After they left, he returned inside and went straight to their bedroom. For the next six hours, the only sounds in the villa, apart from the gurgling of the water, were the muffled voices in the kitchen where the servants were preparing the food for the afternoon and evening ahead. The legionaries who remained, spent the time in the stable where they took care of the horses of the dead Goths and where they awaited further instructions.

A few hours after noon, Lucia woke up to realize that she had slept for more than eight hours. The sun crossed the highest point in the sky and she felt refreshed and relieved. She shared a room with Pia, who was still sleeping, so she slowly, without disturbing the silence, refreshed herself with water from the nightstand in the corner of the room, fixed her hair, and pulled her sleeveless stola over the long tunic she was sleeping on.

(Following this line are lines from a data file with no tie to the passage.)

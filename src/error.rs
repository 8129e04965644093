use axum::{
    http::StatusCode,
    response::{IntoResponse, Response},
    Json,
};
use serde_json::json;
use thiserror::Error;

use crate::services::api_client::ApiError;

pub type Result<T> = std::result::Result<T, AppError>;

#[derive(Error, Debug)]
pub enum AppError {
    #[error("Database error: {0}")]
    Database(#[from] surrealdb::Error),

    #[error("Authorization error: {0}")]
    Authorization(String),

    #[error("Validation error: {0}")]
    Validation(String),

    #[error("Not found: {0}")]
    NotFound(String),

    #[error("Conflict: {0}")]
    Conflict(String),

    #[error("Bad request: {0}")]
    BadRequest(String),

    #[error("Internal server error: {0}")]
    Internal(String),

    #[error("Service unavailable: {0}")]
    ServiceUnavailable(String),

    #[error("External service error: {0}")]
    ExternalService(#[from] ApiError),

    #[error("Serialization error: {0}")]
    Serialization(#[from] serde_json::Error),

    #[error("IO error: {0}")]
    Io(#[from] std::io::Error),

    #[error("Validation error: {0}")]
    ValidatorError(#[from] validator::ValidationErrors),
}

impl AppError {
    fn status_and_code(&self) -> (StatusCode, &'static str) {
        match self {
            AppError::Database(_) => (StatusCode::INTERNAL_SERVER_ERROR, "DATABASE_ERROR"),
            AppError::Authorization(_) => (StatusCode::FORBIDDEN, "AUTHORIZATION_ERROR"),
            AppError::Validation(_) | AppError::ValidatorError(_) => {
                (StatusCode::BAD_REQUEST, "VALIDATION_ERROR")
            }
            AppError::NotFound(_) => (StatusCode::NOT_FOUND, "NOT_FOUND"),
            AppError::Conflict(_) => (StatusCode::CONFLICT, "CONFLICT"),
            AppError::BadRequest(_) => (StatusCode::BAD_REQUEST, "BAD_REQUEST"),
            AppError::Internal(_) => (StatusCode::INTERNAL_SERVER_ERROR, "INTERNAL_ERROR"),
            AppError::ServiceUnavailable(_) => {
                (StatusCode::SERVICE_UNAVAILABLE, "SERVICE_UNAVAILABLE")
            }
            AppError::ExternalService(_) => (StatusCode::BAD_GATEWAY, "EXTERNAL_SERVICE_ERROR"),
            AppError::Serialization(_) => {
                (StatusCode::INTERNAL_SERVER_ERROR, "SERIALIZATION_ERROR")
            }
            AppError::Io(_) => (StatusCode::INTERNAL_SERVER_ERROR, "IO_ERROR"),
        }
    }
}

impl IntoResponse for AppError {
    fn into_response(self) -> Response {
        let (status, error_code) = self.status_and_code();

        let error_message = match &self {
            AppError::Database(e) => {
                tracing::error!("Database error: {}", e);
                "Database error".to_string()
            }
            AppError::Internal(msg) => {
                tracing::error!("Internal error: {}", msg);
                "Internal server error".to_string()
            }
            AppError::ExternalService(e) => {
                tracing::error!("External service error: {}", e);
                "External service error".to_string()
            }
            AppError::Serialization(e) => {
                tracing::error!("Serialization error: {}", e);
                "Serialization error".to_string()
            }
            AppError::Io(e) => {
                tracing::error!("IO error: {}", e);
                "IO error".to_string()
            }
            AppError::ValidatorError(e) => {
                let validation_errors = e
                    .field_errors()
                    .iter()
                    .map(|(field, errors)| {
                        (
                            field.to_string(),
                            errors
                                .iter()
                                .map(|e| {
                                    e.message
                                        .as_ref()
                                        .map(|m| m.to_string())
                                        .unwrap_or_else(|| e.code.to_string())
                                })
                                .collect::<Vec<_>>(),
                        )
                    })
                    .collect::<std::collections::HashMap<String, Vec<String>>>();

                return (
                    status,
                    Json(json!({
                        "success": false,
                        "error": {
                            "code": error_code,
                            "message": "Validation failed",
                            "details": validation_errors
                        }
                    })),
                )
                    .into_response();
            }
            AppError::Authorization(msg)
            | AppError::Validation(msg)
            | AppError::NotFound(msg)
            | AppError::Conflict(msg)
            | AppError::BadRequest(msg)
            | AppError::ServiceUnavailable(msg) => msg.clone(),
        };

        let body = Json(json!({
            "success": false,
            "error": {
                "code": error_code,
                "message": error_message
            }
        }));

        (status, body).into_response()
    }
}

// 便利函数，用于创建常见错误
impl AppError {
    pub fn not_found(resource: &str) -> Self {
        Self::NotFound(format!("{} not found", resource))
    }

    pub fn forbidden(msg: &str) -> Self {
        Self::Authorization(msg.to_string())
    }

    pub fn bad_request(msg: &str) -> Self {
        Self::BadRequest(msg.to_string())
    }

    pub fn internal(msg: &str) -> Self {
        Self::Internal(msg.to_string())
    }

    pub fn conflict(msg: &str) -> Self {
        Self::Conflict(msg.to_string())
    }

    pub fn validation(msg: &str) -> Self {
        Self::Validation(msg.to_string())
    }

    pub fn unavailable(msg: &str) -> Self {
        Self::ServiceUnavailable(msg.to_string())
    }
}

impl From<anyhow::Error> for AppError {
    fn from(err: anyhow::Error) -> Self {
        AppError::Internal(err.to_string())
    }
}
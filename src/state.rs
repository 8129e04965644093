use crate::{
    config::Config,
    services::{
        database::Database, department::DepartmentService, it_account::ItAccountService,
        pc_laptop::PcLaptopService,
    },
};
use std::sync::Arc;

/// 应用程序的共享状态
/// 包含所有服务和配置的引用
#[derive(Clone)]
pub struct AppState {
    /// 应用配置
    pub config: Config,

    /// 数据库连接
    pub db: Database,

    /// IT 账号服务
    pub it_account_service: ItAccountService,

    /// 部门服务
    pub department_service: DepartmentService,

    /// 电脑资产服务
    pub pc_laptop_service: PcLaptopService,
}

impl AppState {
    /// 基于已连接（或连接失败）的数据库构建全部服务
    pub async fn new(config: Config, db: Arc<Database>) -> crate::error::Result<Self> {
        let it_account_service = ItAccountService::new(db.clone()).await?;
        let department_service = DepartmentService::new(db.clone()).await?;
        let pc_laptop_service = PcLaptopService::new(db.clone()).await?;

        Ok(Self {
            config,
            db: (*db).clone(),
            it_account_service,
            department_service,
            pc_laptop_service,
        })
    }

    /// 检查是否为生产环境
    pub fn is_production(&self) -> bool {
        self.config.is_production()
    }

    /// 检查是否为开发环境
    pub fn is_development(&self) -> bool {
        self.config.is_development()
    }
}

She went down into the atrium to find only Cassius and Remus at the stone table packing their belongings into travel bags. Remus stood up and bowed to Lucia.

"I'm so glad you both look much better." She sat opposite Cassius and next to Remus. "Did you find something to eat?"

"Yes. Marcellus took good care of us. Thank you very much for all you have done for us. The legionaries have just informed us they are ready to escort us to Naissus." He was a man of about forty years old, and he had a hard time enduring the torture. His face showed that he still hadn't recovered from the pain in his arms, and especially in his back. "Please give our eternal gratitude to Titus and Hero. We wouldn't be alive if it weren't for them. I will return in a following days to personally thank Titus as soon as I sort all things up with the office and with Calix family." He bowed again and walked towards the gate.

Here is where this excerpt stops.